Using similarity to find nodes connected to more than one relationship? Or other algo?

There is a graph with multiple node labels (ip, device, url, etc) and a "main" node (main_id) which will always have a connection to the previous mentioned nodes (they are all directed from the main_id to the other nodes).

(:ip)<-[:HAS_IP]-(:main_id)-[:USING_DEVICE]->(:device), etc

Some nodes (main_id) will have a specific relationship with a special labelled node (special_id).

(:main_id)-[:HAS_SPECIAL_ID]->(:special_id)

I'm trying to discover other main_id that are similar to the main_id connected to special_ids.

There's no need to have ALL connections the same, so I thought about using different weights to each relationship (ip - 0.6, device - 0.2, etc) and triggering the merge of the relationship between the main_id and the special_id if the value is higher than X (haven't decide this yet, maybe > 0.8).

I thought about using similarity but I'm not sure if it can uses this weight property or even compare multiple relationships.

Is there a better algo to compare this relationships?
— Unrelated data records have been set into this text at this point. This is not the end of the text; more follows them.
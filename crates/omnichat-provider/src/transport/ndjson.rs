//! Newline-delimited JSON over a chunked HTTP response.
//!
//! Network chunks do not respect line boundaries, so the body is read through
//! a buffered line reader that carries a partial line over to the next chunk.

use futures::StreamExt;
use tokio::io::{AsyncBufRead, AsyncBufReadExt};
use tokio_util::io::StreamReader;
use tokio_util::sync::CancellationToken;
use tracing::trace;

use super::Flow;
use crate::error::{ProviderError, ProviderResult};

/// Deliver each non-empty line of `response` to `on_line`.
pub async fn for_each_line<F>(
    response: reqwest::Response,
    abort: &CancellationToken,
    on_line: F,
) -> ProviderResult<()>
where
    F: FnMut(&str) -> ProviderResult<Flow>,
{
    let reader = StreamReader::new(
        response
            .bytes_stream()
            .map(|r| r.map_err(|e| std::io::Error::new(std::io::ErrorKind::Other, e))),
    );
    for_each_line_in(reader, abort, on_line).await
}

/// Deliver each non-empty line read from `reader` to `on_line`.
pub async fn for_each_line_in<R, F>(
    reader: R,
    abort: &CancellationToken,
    mut on_line: F,
) -> ProviderResult<()>
where
    R: AsyncBufRead + Unpin,
    F: FnMut(&str) -> ProviderResult<Flow>,
{
    let mut lines = reader.lines();
    loop {
        let line = tokio::select! {
            biased;
            _ = abort.cancelled() => return Err(ProviderError::Cancelled),
            line = lines.next_line() => line?,
        };
        let Some(line) = line else {
            return Ok(());
        };

        let line = line.trim();
        if line.is_empty() {
            continue;
        }
        trace!(line, "NDJSON line");
        if on_line(line)? == Flow::Stop {
            return Ok(());
        }
    }
}

#[cfg(test)]
mod tests {
    use super::*;
    use tokio::io::{AsyncReadExt, BufReader};

    async fn collect(reader: impl AsyncBufRead + Unpin) -> Vec<String> {
        let mut lines = Vec::new();
        for_each_line_in(reader, &CancellationToken::new(), |line| {
            lines.push(line.to_string());
            Ok(Flow::Continue)
        })
        .await
        .unwrap();
        lines
    }

    #[tokio::test]
    async fn test_lines_split_across_chunks() {
        // Three reads whose boundaries fall inside JSON objects.
        let chunks: [&[u8]; 3] = [b"{\"a\":", b"1}\n{\"b\"", b":2}\n\n{\"c\":3}"];
        let reader = BufReader::new(chunks[0].chain(chunks[1]).chain(chunks[2]));
        assert_eq!(
            collect(reader).await,
            vec![r#"{"a":1}"#, r#"{"b":2}"#, r#"{"c":3}"#]
        );
    }

    #[tokio::test]
    async fn test_crlf_and_blank_lines() {
        let reader = BufReader::new(&b"\r\n{\"x\":1}\r\n\r\n"[..]);
        assert_eq!(collect(reader).await, vec![r#"{"x":1}"#]);
    }

    #[tokio::test]
    async fn test_stop() {
        let reader = BufReader::new(&b"a\nb\nc\n"[..]);
        let mut seen = Vec::new();
        for_each_line_in(reader, &CancellationToken::new(), |line| {
            seen.push(line.to_string());
            Ok(if line == "b" { Flow::Stop } else { Flow::Continue })
        })
        .await
        .unwrap();
        assert_eq!(seen, vec!["a", "b"]);
    }

    #[tokio::test]
    async fn test_cancelled() {
        let token = CancellationToken::new();
        token.cancel();
        let err = for_each_line_in(BufReader::new(&b"a\n"[..]), &token, |_| Ok(Flow::Continue))
            .await
            .unwrap_err();
        assert!(err.is_cancelled());
    }

    #[tokio::test]
    async fn test_callback_error_stops() {
        let err = for_each_line_in(
            BufReader::new(&b"not json\n"[..]),
            &CancellationToken::new(),
            |line| Err(ProviderError::malformed(line)),
        )
        .await
        .unwrap_err();
        assert!(matches!(err, ProviderError::MalformedFragment { .. }));
    }
}
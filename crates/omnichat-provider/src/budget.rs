//! Context budgeting.
//!
//! Trims a normalized conversation to a turn window and, optionally, to an
//! estimated token ceiling.

use tracing::info;

use crate::message::ChatMessage;
use crate::token::EstimateTokens;

/// Result of [`limit_context`].
#[derive(Debug, Clone, PartialEq)]
pub struct Budgeted {
    pub messages: Vec<ChatMessage>,
    /// Set when the token ceiling pushed the context below the configured
    /// window. Holds the new length; the caller should tell the user.
    pub shrunk_to: Option<usize>,
}

/// Trim `messages` to at most `context_size + 1` entries, then keep dropping
/// the oldest entry while the estimate exceeds `input_max_tokens` and more
/// than one entry remains.
///
/// The extra slot beyond `context_size` is for the newest user turn. Without
/// `input_max_tokens` only the turn window applies.
pub fn limit_context(
    input_max_tokens: Option<usize>,
    context_size: usize,
    messages: Vec<ChatMessage>,
    estimator: &dyn EstimateTokens,
) -> Budgeted {
    let original_len = messages.len();

    let keep_from = original_len.saturating_sub(context_size.saturating_add(1));
    let mut messages = messages;
    messages.drain(..keep_from);

    if let Some(max) = input_max_tokens {
        // Each pass removes one message, so this runs at most len - 1 times.
        let mut drop = 0;
        while messages.len() - drop > 1 && estimator.estimate(&messages[drop..]) > max {
            drop += 1;
        }
        messages.drain(..drop);
    }

    let current_len = messages.len();
    let shrunk_to = (original_len >= context_size && current_len < context_size).then(|| {
        info!(
            context_size,
            current_len, "Context size reduced to fit the token limit"
        );
        current_len
    });

    Budgeted {
        messages,
        shrunk_to,
    }
}
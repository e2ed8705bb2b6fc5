use crate::adapter::AccountStore;
use crate::domain::{AccountState, Action, ShellError};
use std::fs::File;
use std::io::Write;
use std::path::{Path, PathBuf};

/// Feeds a CSV script of actions through the store.
///
/// The script needs a `type` column; other columns are ignored. Rows with an unknown
/// type are no-ops, exactly as they would be for the reducer.
pub struct Replay {
    store: AccountStore,
    file_path: PathBuf,
}

impl Replay {
    pub fn new(store: AccountStore, file_path: impl AsRef<Path>) -> Self {
        Self {
            store,
            file_path: file_path.as_ref().to_path_buf(),
        }
    }

    pub fn process(mut self) -> Result<AccountState, ShellError> {
        let file_handle = File::open(&self.file_path)?;
        let mut rdr = csv::ReaderBuilder::new()
            .trim(csv::Trim::All)
            .from_reader(file_handle);

        let mut line_num = 0;

        for result in rdr.deserialize() {
            line_num += 1;
            let action: Action = result?;
            self.store.dispatch(&action);
        }

        tracing::info!(
            "Replayed {} actions from {}",
            line_num,
            self.file_path.display()
        );

        Ok(*self.store.state())
    }

    /// Write the account as a single CSV row with a header
    pub fn output_csv<W: Write>(state: &AccountState, writer: W) -> Result<(), ShellError> {
        let mut wtr = csv::Writer::from_writer(writer);
        wtr.serialize(state)?;
        wtr.flush()?;
        Ok(())
    }
}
NodeSimilarity seems like the right place to start - it supports weights, and can run over multiple relationship and node types. It will calculate the similarity between source nodes based on the overlap in their target nodes - Node Similarity - Neo4j Graph Data Science

1 Like

I was using it wrong lol.

CALL gds.nodeSimilarity.stream('graph-undirected', {nodeLabels: ['main_id']}) YIELD
  node1,
  node2,
  similarity
  RETURN gds.util.asNode(node1).domain AS node1, gds.util.asNode(node2).domain AS node2, similarity
  ORDER BY similarity DESC

Gave me something really close to what I was looking for. Now I'll apply weight to the relationships and see how it modify my results.
Thank you